A straightforward way to solve this problem is to install two instances of Nagios on the same
server for monitoring two network sites. However, this solution is not efficient because it requires
twice the effort for setup and configuration. Therefore, an elegant solution to this problem is still much
needed.
4. Nagios as a Framework for creating a User-Friendly Network Monitoring Tool

Currently, we are working on the network monitoring system targeted at small and medium
organizations. We have developed a prototype called NetHAM which stands for Network Health
Analysis and Monitoring. We use Nagios as a core module of our new system as it is powerful and
flexible enough to be integrated. However, we still need to develop many in-between modules in order
to link NetHAM functionality to Nagios process. The relation between Nagios as a core engine and our
modules is as depicted in figure 5.



Figure 5 Diagram of internal NetHAM process.

NetHAM user interface is a combination of two-part web interface. Firstly, the monitoring
part has been created with Adobe-Flex to display real-time status of networks. The status displayed by
this module consists of a network diagram, host/service status and a service statistic as shown in figure
6. Host and service status are purely taken from the status.dat file which is updated regularly by
Nagios, where as the network diagram is retrieved from the same source combined with network
structure from Nagios configuration. As for recording service statistic, we have to develop the Nagios
Event Broker module called NagDB to capture output returned by Nagios plugin. NagDB uses pre-
defined patterns to extract service statistics from output string and store them in MySQL database.

Figure 6 NetHAM monitor screen

We also built a NagTrigger module to link internal Nagios events to external command
executions. One important application of this module is that we can use it to force NetHAM to refresh
its data whenever Nagios updates its status. By doing this way, there is no need to modify Nagios
source code while we can still use it as a core engine without problem.

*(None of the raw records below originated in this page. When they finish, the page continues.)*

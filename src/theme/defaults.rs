//! Stock design tokens and breakpoints.
//!
//! Hosts that ship their own scales load a theme file instead; see
//! [`Theme::from_json_str`](crate::theme::Theme::from_json_str).

use crate::theme::breakpoints::Breakpoint;
use crate::theme::tokens::{Category, TokenRegistry};

/// `(name, min width)` of the stock breakpoints, ascending.
pub const BREAKPOINTS: &[(&str, u32)] = &[
    ("base", 0),
    ("tablet", 768),
    ("desktop", 1024),
    ("hd", 1440),
];

pub const SPACING: &[&str] = &["0", "xs", "sm", "md", "lg", "xl", "2xl", "3xl"];

/// Palette families; each gets a bare token plus `-100` through `-900` shades.
pub const COLOR_FAMILIES: &[&str] = &["primary", "secondary", "success", "warning", "danger", "neutral"];

pub const COLOR_EXTRAS: &[&str] = &["white", "black", "transparent", "inherit"];

pub const FONT_SIZE: &[&str] = &["xs", "sm", "md", "lg", "xl", "2xl", "3xl", "4xl"];
pub const FONT_WEIGHT: &[&str] = &["light", "regular", "medium", "semibold", "bold"];
pub const LINE_HEIGHT: &[&str] = &["none", "tight", "normal", "relaxed", "loose"];
pub const BORDER_RADIUS: &[&str] = &["none", "xs", "sm", "md", "lg", "xl", "full"];
pub const BORDER_WIDTH: &[&str] = &["none", "thin", "medium", "thick"];
pub const SHADOW: &[&str] = &["none", "xs", "sm", "md", "lg", "xl"];
pub const Z_INDEX: &[&str] = &["base", "dropdown", "sticky", "overlay", "modal", "popover", "toast"];
pub const DIMENSION: &[&str] = &[
    "auto", "full", "screen", "fit", "min", "max", "xs", "sm", "md", "lg", "xl", "2xl",
];

pub const DISPLAY: &[&str] = &["block", "inline", "inline-block", "flex", "inline-flex", "grid", "none"];
pub const DIRECTION: &[&str] = &["row", "column", "row-reverse", "column-reverse"];
pub const ALIGN: &[&str] = &["start", "center", "end", "stretch", "baseline"];
pub const JUSTIFY: &[&str] = &["start", "center", "end", "between", "around", "evenly"];
pub const WRAP: &[&str] = &["wrap", "nowrap", "wrap-reverse"];
pub const POSITION: &[&str] = &["static", "relative", "absolute", "fixed", "sticky"];
pub const OVERFLOW: &[&str] = &["visible", "hidden", "scroll", "auto"];
pub const TEXT_ALIGN: &[&str] = &["left", "center", "right", "justify"];

/// The stock breakpoint entries.
pub fn breakpoints() -> Vec<Breakpoint> {
    BREAKPOINTS
        .iter()
        .map(|(name, px)| Breakpoint::new(*name, *px))
        .collect()
}

/// Every color token: families, their shades, and the extras.
pub fn colors() -> Vec<String> {
    let mut colors = Vec::with_capacity(COLOR_FAMILIES.len() * 10 + COLOR_EXTRAS.len());
    for family in COLOR_FAMILIES {
        colors.push((*family).to_string());
        for shade in (100..=900).step_by(100) {
            colors.push(format!("{family}-{shade}"));
        }
    }
    colors.extend(COLOR_EXTRAS.iter().map(|c| (*c).to_string()));
    colors
}

/// The stock token registry.
pub fn registry() -> TokenRegistry {
    TokenRegistry::new()
        .with_tokens(Category::Spacing, SPACING.iter().copied())
        .with_tokens(Category::Color, colors())
        .with_tokens(Category::FontSize, FONT_SIZE.iter().copied())
        .with_tokens(Category::FontWeight, FONT_WEIGHT.iter().copied())
        .with_tokens(Category::LineHeight, LINE_HEIGHT.iter().copied())
        .with_tokens(Category::BorderRadius, BORDER_RADIUS.iter().copied())
        .with_tokens(Category::BorderWidth, BORDER_WIDTH.iter().copied())
        .with_tokens(Category::Shadow, SHADOW.iter().copied())
        .with_tokens(Category::ZIndex, Z_INDEX.iter().copied())
        .with_tokens(Category::Dimension, DIMENSION.iter().copied())
        .with_tokens(Category::Display, DISPLAY.iter().copied())
        .with_tokens(Category::Direction, DIRECTION.iter().copied())
        .with_tokens(Category::Align, ALIGN.iter().copied())
        .with_tokens(Category::Justify, JUSTIFY.iter().copied())
        .with_tokens(Category::Wrap, WRAP.iter().copied())
        .with_tokens(Category::Position, POSITION.iter().copied())
        .with_tokens(Category::Overflow, OVERFLOW.iter().copied())
        .with_tokens(Category::TextAlign, TEXT_ALIGN.iter().copied())
}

Secondly, the configuration part, as depicted in figure 7, was built using NagiosQL as a basis.
The advantage of using NagiosQL is that all Nagios configurations created using NagiosQL will be
represented in the form of database entries. This means that every part of configuration can be easily
accessed and modified. Not only does it help user to tune up NetHAM more conveniently, this will also
allow us to develop intuitive user interface to reconfigure network monitoring process.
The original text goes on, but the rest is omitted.